§ Assigned task:
In the listing below, locate the line containing "impl<S> Service<Operation> for" and the line containing "fn poll_ready(&mut self, cx: &mut". Output both of them and every line between, exactly as written, and nothing more.

§ Data records:
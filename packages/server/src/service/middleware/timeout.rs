//! Per-call deadline enforcement.

use std::future::Future;
use std::pin::Pin;
use std::task::{Context, Poll};
use std::time::Duration;

use tower::{Layer, Service};

use crate::service::operation::{Operation, OperationError, OperationResponse};

/// Applies each operation's `ctx.call_timeout_ms`. A zero timeout disables
/// the deadline.
#[derive(Debug, Clone)]
pub struct TimeoutLayer;

impl<S> Layer<S> for TimeoutLayer {
    type Service = TimeoutService<S>;

    fn layer(&self, inner: S) -> Self::Service {
        TimeoutService { inner }
    }
}

#[derive(Debug, Clone)]
pub struct TimeoutService<S> {
    inner: S,
}

impl<S> Service<Operation> for TimeoutService<S>
where
    S: Service<Operation, Response = OperationResponse, Error = OperationError> + Send,
    S::Future: Send + 'static,
{
    type Response = OperationResponse;
    type Error = OperationError;
    type Future = Pin<Box<dyn Future<Output = Result<OperationResponse, OperationError>> + Send>>;

    fn poll_ready(&mut self, cx: &mut Context<'_>) -> Poll<Result<(), Self::Error>> {
        self.inner.poll_ready(cx)
    }

    fn call(&mut self, op: Operation) -> Self::Future {
        let timeout_ms = op.ctx().call_timeout_ms;
        let fut = self.inner.call(op);
        if timeout_ms == 0 {
            return Box::pin(fut);
        }
        Box::pin(async move {
            tokio::time::timeout(Duration::from_millis(timeout_ms), fut)
                .await
                .unwrap_or(Err(OperationError::Timeout { timeout_ms }))
        })
    }
}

§ Solution to this task:
impl<S> Service<Operation> for TimeoutService<S>
where
    S: Service<Operation, Response = OperationResponse, Error = OperationError> + Send,
    S::Future: Send + 'static,
{
    type Response = OperationResponse;
    type Error = OperationError;
    type Future = Pin<Box<dyn Future<Output = Result<OperationResponse, OperationError>> + Send>>;

    fn poll_ready(&mut self, cx: &mut Context<'_>) -> Poll<Result<(), Self::Error>> {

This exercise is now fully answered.